Kurz erklärt
Steckdosen, Wolken oder Baumrinden können plötzlich wie Gesichter wirken. Meist bleibt gleichzeitig klar, dass dort keine echte Person ist.
Warum passiert das?
Das visuelle System reagiert schnell auf grobe gesichtsähnliche Anordnungen. Studien zeigen, dass solche Objekte vorübergehend Verarbeitungsschritte mit echten Gesichtern teilen.
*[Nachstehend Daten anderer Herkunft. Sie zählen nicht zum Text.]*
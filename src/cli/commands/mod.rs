pub mod agents;
pub mod config;
pub mod dashboard;
pub mod export;
pub mod init;
pub mod log;
pub mod queue;
use crate::core::compliance::BreakLimits;
use crate::errors::{AppError, AppResult};
use serde::{Deserialize, Serialize};
use std::collections::BTreeMap;
use std::fs;
use std::io::Write;
use std::path::{Path, PathBuf};

/// Keys every configuration file is expected to carry.
pub const KNOWN_KEYS: [&str; 7] = [
    "database",
    "company_title",
    "queue_names",
    "queue_summary_names",
    "queue_tabs",
    "break_limits",
    "timestamp_format",
];

#[derive(Debug, Clone, Serialize, Deserialize)]
pub struct Config {
    #[serde(default = "default_database")]
    pub database: String,
    #[serde(default = "default_company_title")]
    pub company_title: String,
    /// Queue code → title used on the queue sheets.
    #[serde(default = "default_queue_names")]
    pub queue_names: BTreeMap<String, String>,
    /// Queue code → row label used on the summary sheet.
    #[serde(default = "default_queue_summary_names")]
    pub queue_summary_names: BTreeMap<String, String>,
    /// Queue code → worksheet tab name.
    #[serde(default = "default_queue_tabs")]
    pub queue_tabs: BTreeMap<String, String>,
    #[serde(default)]
    pub break_limits: BreakLimits,
    #[serde(default = "default_timestamp_format")]
    pub timestamp_format: String,
}

fn default_database() -> String {
    Config::database_file().to_string_lossy().to_string()
}

fn default_company_title() -> String {
    "IPS NUEVA POPAYÁN".to_string()
}

fn default_timestamp_format() -> String {
    "%d/%m/%Y %H:%M".to_string()
}

fn map(pairs: &[(&str, &str)]) -> BTreeMap<String, String> {
    pairs
        .iter()
        .map(|(k, v)| (k.to_string(), v.to_string()))
        .collect()
}

fn default_queue_names() -> BTreeMap<String, String> {
    map(&[
        ("9001", "IPS — Cola 9001"),
        ("9002", "Particulares — Cola 9002"),
        ("9003", "IPS — Cola 9003"),
        ("9004", "Robot — Cola 9004"),
        ("9007", "HUSJ — Cola 9007"),
        ("9008", "Rehabilitación — Cola 9008"),
        ("9011", "IPS — Cola 9011"),
        ("9014", "PAC — Cola 9014"),
    ])
}

fn default_queue_summary_names() -> BTreeMap<String, String> {
    map(&[
        ("9001", "9001 : Rehabilitar Imágenes"),
        ("9002", "9002 : Particulares"),
        ("9003", "9003 : IPS"),
        ("9004", "9004 : Robot"),
        ("9007", "9007 : Hospital San José"),
        ("9008", "9008 : Call Rehabilitar"),
        ("9011", "9011 : Preferencia Médicos"),
        ("9014", "9014 : PAC"),
    ])
}

fn default_queue_tabs() -> BTreeMap<String, String> {
    map(&[
        ("9001", "IPS-9001"),
        ("9002", "IPS-9002"),
        ("9003", "PARTICULARES-9003"),
        ("9004", "ROBOT-9004"),
        ("9007", "HUSJ-9007"),
        ("9008", "REHAB-9008"),
        ("9011", "IPS-9011"),
        ("9014", "PAC-9014"),
    ])
}

impl Default for Config {
    fn default() -> Self {
        Self::with_database(Self::database_file())
    }
}

impl Config {
    pub fn with_database(db_path: PathBuf) -> Self {
        Self {
            database: db_path.to_string_lossy().to_string(),
            company_title: default_company_title(),
            queue_names: default_queue_names(),
            queue_summary_names: default_queue_summary_names(),
            queue_tabs: default_queue_tabs(),
            break_limits: BreakLimits::default(),
            timestamp_format: default_timestamp_format(),
        }
    }

    /// Return the standard configuration directory depending on the platform
    pub fn config_dir() -> PathBuf {
        dirs::home_dir()
            .unwrap_or_else(|| PathBuf::from("."))
            .join(".callreport")
    }

    /// Return the full path of the config file
    pub fn config_file() -> PathBuf {
        Self::config_dir().join("callreport.conf")
    }

    /// Return the full path of the SQLite database
    pub fn database_file() -> PathBuf {
        Self::config_dir().join("callreport.sqlite")
    }

    /// Load configuration from file, or return defaults if not found
    pub fn load() -> AppResult<Self> {
        Self::load_from(&Self::config_file())
    }

    pub fn load_from(path: &Path) -> AppResult<Self> {
        if !path.exists() {
            return Ok(Self::default());
        }
        let content = fs::read_to_string(path)?;
        Self::parse(&content)
    }

    pub fn parse(content: &str) -> AppResult<Self> {
        serde_yaml::from_str(content)
            .map_err(|e| AppError::Config(format!("cannot parse configuration: {e}")))
    }

    /// Keys from `KNOWN_KEYS` absent in the raw YAML text.
    pub fn missing_keys(content: &str) -> AppResult<Vec<&'static str>> {
        let value: serde_yaml::Value = serde_yaml::from_str(content)
            .map_err(|e| AppError::Config(format!("cannot parse configuration: {e}")))?;
        let mapping = value
            .as_mapping()
            .ok_or_else(|| AppError::Config("configuration is not a mapping".to_string()))?;

        Ok(KNOWN_KEYS
            .iter()
            .copied()
            .filter(|k| !mapping.contains_key(*k))
            .collect())
    }

    pub fn to_yaml(&self) -> AppResult<String> {
        serde_yaml::to_string(self)
            .map_err(|e| AppError::Config(format!("cannot serialize configuration: {e}")))
    }

    /// Title of a queue sheet; falls back to `Cola <code>`.
    pub fn queue_title(&self, queue: &str) -> String {
        self.queue_names
            .get(queue)
            .cloned()
            .unwrap_or_else(|| format!("Cola {queue}"))
    }

    /// Row label on the summary sheet; falls back to `<code> : Cola <code>`.
    pub fn queue_summary_name(&self, queue: &str) -> String {
        self.queue_summary_names
            .get(queue)
            .cloned()
            .unwrap_or_else(|| format!("{queue} : Cola {queue}"))
    }

    /// Worksheet tab name; falls back to the bare code.
    pub fn queue_tab(&self, queue: &str) -> String {
        self.queue_tabs
            .get(queue)
            .cloned()
            .unwrap_or_else(|| queue.to_string())
    }

    /// Initialize configuration and database files.
    /// Returns the database path written into the configuration.
    pub fn init_all(custom_db: Option<String>, is_test: bool) -> AppResult<PathBuf> {
        let dir = Self::config_dir();

        let db_path = match custom_db {
            Some(name) => {
                let p = Path::new(&name);
                if p.is_absolute() {
                    p.to_path_buf()
                } else {
                    dir.join(p)
                }
            }
            None => Self::database_file(),
        };

        if !is_test {
            fs::create_dir_all(&dir)?;
            let yaml = Self::with_database(db_path.clone()).to_yaml()?;
            let mut file = fs::File::create(Self::config_file())?;
            file.write_all(yaml.as_bytes())?;
        }

        if let Some(parent) = db_path.parent() {
            fs::create_dir_all(parent)?;
        }

        Ok(db_path)
    }
}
Anschließend setzt sich ihre Einordnung als gewöhnlicher Gegenstand stärker durch; die frühe Gesichtswahrnehmung kann dennoch bestehen bleiben.
Häufigkeit
Gesichter oder andere vertraute Formen in zufälligen Mustern zu erkennen, ist verbreitet. Einzelne Menschen bemerken solche Muster unterschiedlich oft.
Die Häufigkeit ist eine qualitative Einordnung, keine individuelle Wahrscheinlichkeit.
Selbst beobachten
- Betrachte Fotos von Wolken, Baumrinden oder Alltagsgegenständen.
- Suche eine gesichtsähnliche Anordnung und beschreibe, welche zwei oder drei Formen den Eindruck auslösen.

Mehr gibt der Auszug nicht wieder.